Building Private Cloud: Storage Solution

In this post we're going to switch gear and talk about storage solutions, which is also an important part of any cloud deployment. We'll cover some general choices for private cloud, talk about hardware limitations in my setup, and go over a few storage solutions I attempted and either failed or succeeded.

General Discussions

There're a few aspect we need to consider when choosing storage solutions for a cluster. Some of them are more important and other are less based on your actual use case. The ones in Italic is what (I think) is more important for my setup.

Performance: if the solution provide good (or at least enough) and consistent performance to file access, measured by sequential/random read/write latency/throughput. We'll cover an example of performance benchmarking later in this post. Some major aspects to consider: hardware/network performance, data locality, access pattern, etc.
Reliability: the ability to withstand failure and recover. This requires the system to contain certain amount redundancy in terms of service provider, and backup mechanism to prevent data loss.
Security: probably one of the most important but under-rated aspect, but usually considered under the larger picture of the security of the whole cluster.
Scalability: if the solution is easy to scale with the growth of the cluster without serious disruption of service or changing architecture entirely. This might be less of a concern in the context of a home cluster, because it usually doesn't scale that much or that fast.
Cost-effectiveness: if the cost of building such solution is good (low) considering all the properties mentioned above. Unlike for commercial data centers, there usually isn't a good quantitative way of measuring this for home clusters. It's more about a combination of the actual bucks you put in for the hardware (or software), plus the time spent in implementing and maintaining it.

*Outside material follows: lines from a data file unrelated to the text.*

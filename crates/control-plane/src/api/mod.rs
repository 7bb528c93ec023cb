//! The minimal REST + WebSocket surface actually owned by this core: the
//! agent hub's connection endpoint, the agent's tunnel callback endpoint,
//! session creation, and the browser VNC endpoint. Auth, users, template
//! CRUD, and quota accounting are external collaborators and are not
//! routed here.

mod agent_ws;
mod rest;
mod tunnel_ws;
mod vnc_ws;

use axum::routing::{get, post};
use axum::Router;
use tower_http::cors::CorsLayer;
use tower_http::trace::TraceLayer;

use crate::AppState;

/// Builds the Axum router: routes composed first, then CORS and request
/// tracing layered on, since this service has several independent
/// WebSocket surfaces worth distinguishing in logs.
pub fn router(state: AppState) -> Router {
    Router::new()
        .route("/api/v1/agents/connect", get(agent_ws::agent_ws_handler))
        .route("/api/v1/agents/tunnels/{tunnel_id}", get(tunnel_ws::tunnel_ws_handler))
        .route("/api/v1/agents", get(rest::list_agents))
        .route("/api/v1/sessions", post(rest::create_session_handler))
        .route("/api/v1/sessions/{id}/vnc", get(vnc_ws::vnc_ws_handler))
        .layer(TraceLayer::new_for_http())
        .layer(CorsLayer::permissive())
        .with_state(state)
}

Now let's talk about some major solutions that we can potentially use:

NAS (Network Attached Storage): provides file-level storage accessed over a network. It is very commonly used for shared storage in compute clusters where multiple nodes need access to the same files. It is usually implemented with NFS or SMB protocol, and the underlying storage could vary from a consumer level NAS product with all the RAID and security already configured, or one node on the cluster with a large disk/SSD.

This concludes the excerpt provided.